▶ [WORK REQUEST]:
Filter these entries down to lines holding "object".

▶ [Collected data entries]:
//! Co-equivalent named classes and properties

use super::{SearchContext, Strategy};
use crate::error::ExplainResult;
use crate::path::{JustificationPath, QueryTarget, ReasoningType};
use fukurow_core::model::{Axiom, ClassExpression, PropertyExpression};

pub struct EquivalentClassStrategy;

impl EquivalentClassStrategy {
    pub const NAME: &'static str = "equivalent_class";
}

impl Strategy for EquivalentClassStrategy {
    fn name(&self) -> &'static str {
        Self::NAME
    }

    fn description(&self) -> &'static str {
        "Membership in a named class declared equivalent to the target"
    }

    fn priority(&self) -> i32 {
        35
    }

    fn can_explain(&self, target: &QueryTarget) -> bool {
        target.is_class_membership()
    }

    fn explain(&self, target: &QueryTarget, ctx: &SearchContext<'_>) -> ExplainResult<Vec<JustificationPath>> {
        let QueryTarget::ClassMembership { individual, class } = target else {
            return Ok(Vec::new());
        };

        let types = ctx.named_types(individual);
        let mut paths = Vec::new();
        for axiom in ctx.store.equivalence_axioms_for(&ClassExpression::Named(class.clone())) {
            for other in axiom.class_operands().into_iter().filter_map(ClassExpression::as_named) {
                if other == class || !types.contains(other) {
                    continue;
                }
                let axioms = vec![Axiom::class_assertion(other, individual), axiom.clone()];
                let description = format!("Equivalent class: {} ≡ {}", other.short_form(), class.short_form());
                paths.push(JustificationPath::new(axioms, description, ReasoningType::EquivalentClass, Self::NAME));
            }
        }
        paths.truncate(ctx.config.max_paths_per_strategy);
        Ok(paths)
    }
}

pub struct EquivalentPropertyStrategy;

impl EquivalentPropertyStrategy {
    pub const NAME: &'static str = "equivalent_property";
}

impl Strategy for EquivalentPropertyStrategy {
    fn name(&self) -> &'static str {
        Self::NAME
    }

    fn description(&self) -> &'static str {
        "The same pair related by a named property declared equivalent to the target"
    }

    fn priority(&self) -> i32 {
        25
    }

    fn can_explain(&self, target: &QueryTarget) -> bool {
        !target.is_class_membership()
    }

    fn explain(&self, target: &QueryTarget, ctx: &SearchContext<'_>) -> ExplainResult<Vec<JustificationPath>> {
        let QueryTarget::PropertyAssertion { subject, property, object } = target else {
            return Ok(Vec::new());
        };

        let mut paths = Vec::new();
        for axiom in ctx.store.equivalent_property_axioms_for(property) {
            for other in axiom.property_operands().into_iter().filter_map(PropertyExpression::as_named) {
                if other == property {
                    continue;
                }
                let fact = Axiom::property_assertion(other, subject, object);
                if !ctx.holds(&fact) {
                    continue;
                }
                let axioms = vec![fact, axiom.clone()];
                let description = format!("Equivalent property: {} ≡ {}", other.short_form(), property.short_form());
                paths.push(JustificationPath::new(axioms, description, ReasoningType::EquivalentProperty, Self::NAME));
            }
        }
        paths.truncate(ctx.config.max_paths_per_strategy);
        Ok(paths)
    }
}

#[cfg(test)]
mod tests {
    use super::*;
    use crate::config::ExplainConfig;
    use crate::strategy::fixtures::*;

    #[test]
    fn test_equivalent_class() {
        let (store, kb) = knowledge_base(vec![
            Axiom::EquivalentClasses(vec![class("Person"), class("Human")]),
            Axiom::class_assertion(&iri("Human"), &ind("john")),
        ]);
        let config = ExplainConfig::default();
        let ctx = SearchContext::new(&store, &kb, &config);

        let paths = EquivalentClassStrategy
            .explain(&QueryTarget::class_membership(&ind("john"), &iri("Person")), &ctx)
            .unwrap();
        assert_eq!(paths.len(), 1);
        assert_eq!(paths[0].description(), "Equivalent class: Human ≡ Person");
    }

    #[test]
    fn test_equivalent_property() {
        let (store, kb) = knowledge_base(vec![
            Axiom::EquivalentProperties(vec![prop("hasSpouse"), prop("marriedTo")]),
            Axiom::property_assertion(&iri("marriedTo"), &ind("john"), &ind("mary")),
        ]);
        let config = ExplainConfig::default();
        let ctx = SearchContext::new(&store, &kb, &config);

        let target = QueryTarget::property_assertion(&ind("john"), &iri("hasSpouse"), &ind("mary"));
        let paths = EquivalentPropertyStrategy.explain(&target, &ctx).unwrap();
        assert_eq!(paths.len(), 1);
        assert_eq!(paths[0].reasoning_type(), ReasoningType::EquivalentProperty);

        let unrelated = QueryTarget::property_assertion(&ind("mary"), &iri("hasSpouse"), &ind("john"));
        assert!(EquivalentPropertyStrategy.explain(&unrelated, &ctx).unwrap().is_empty());
    }
}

▶ [EXERCISE RESULT]:
        let QueryTarget::PropertyAssertion { subject, property, object } = target else {
                let fact = Axiom::property_assertion(other, subject, object);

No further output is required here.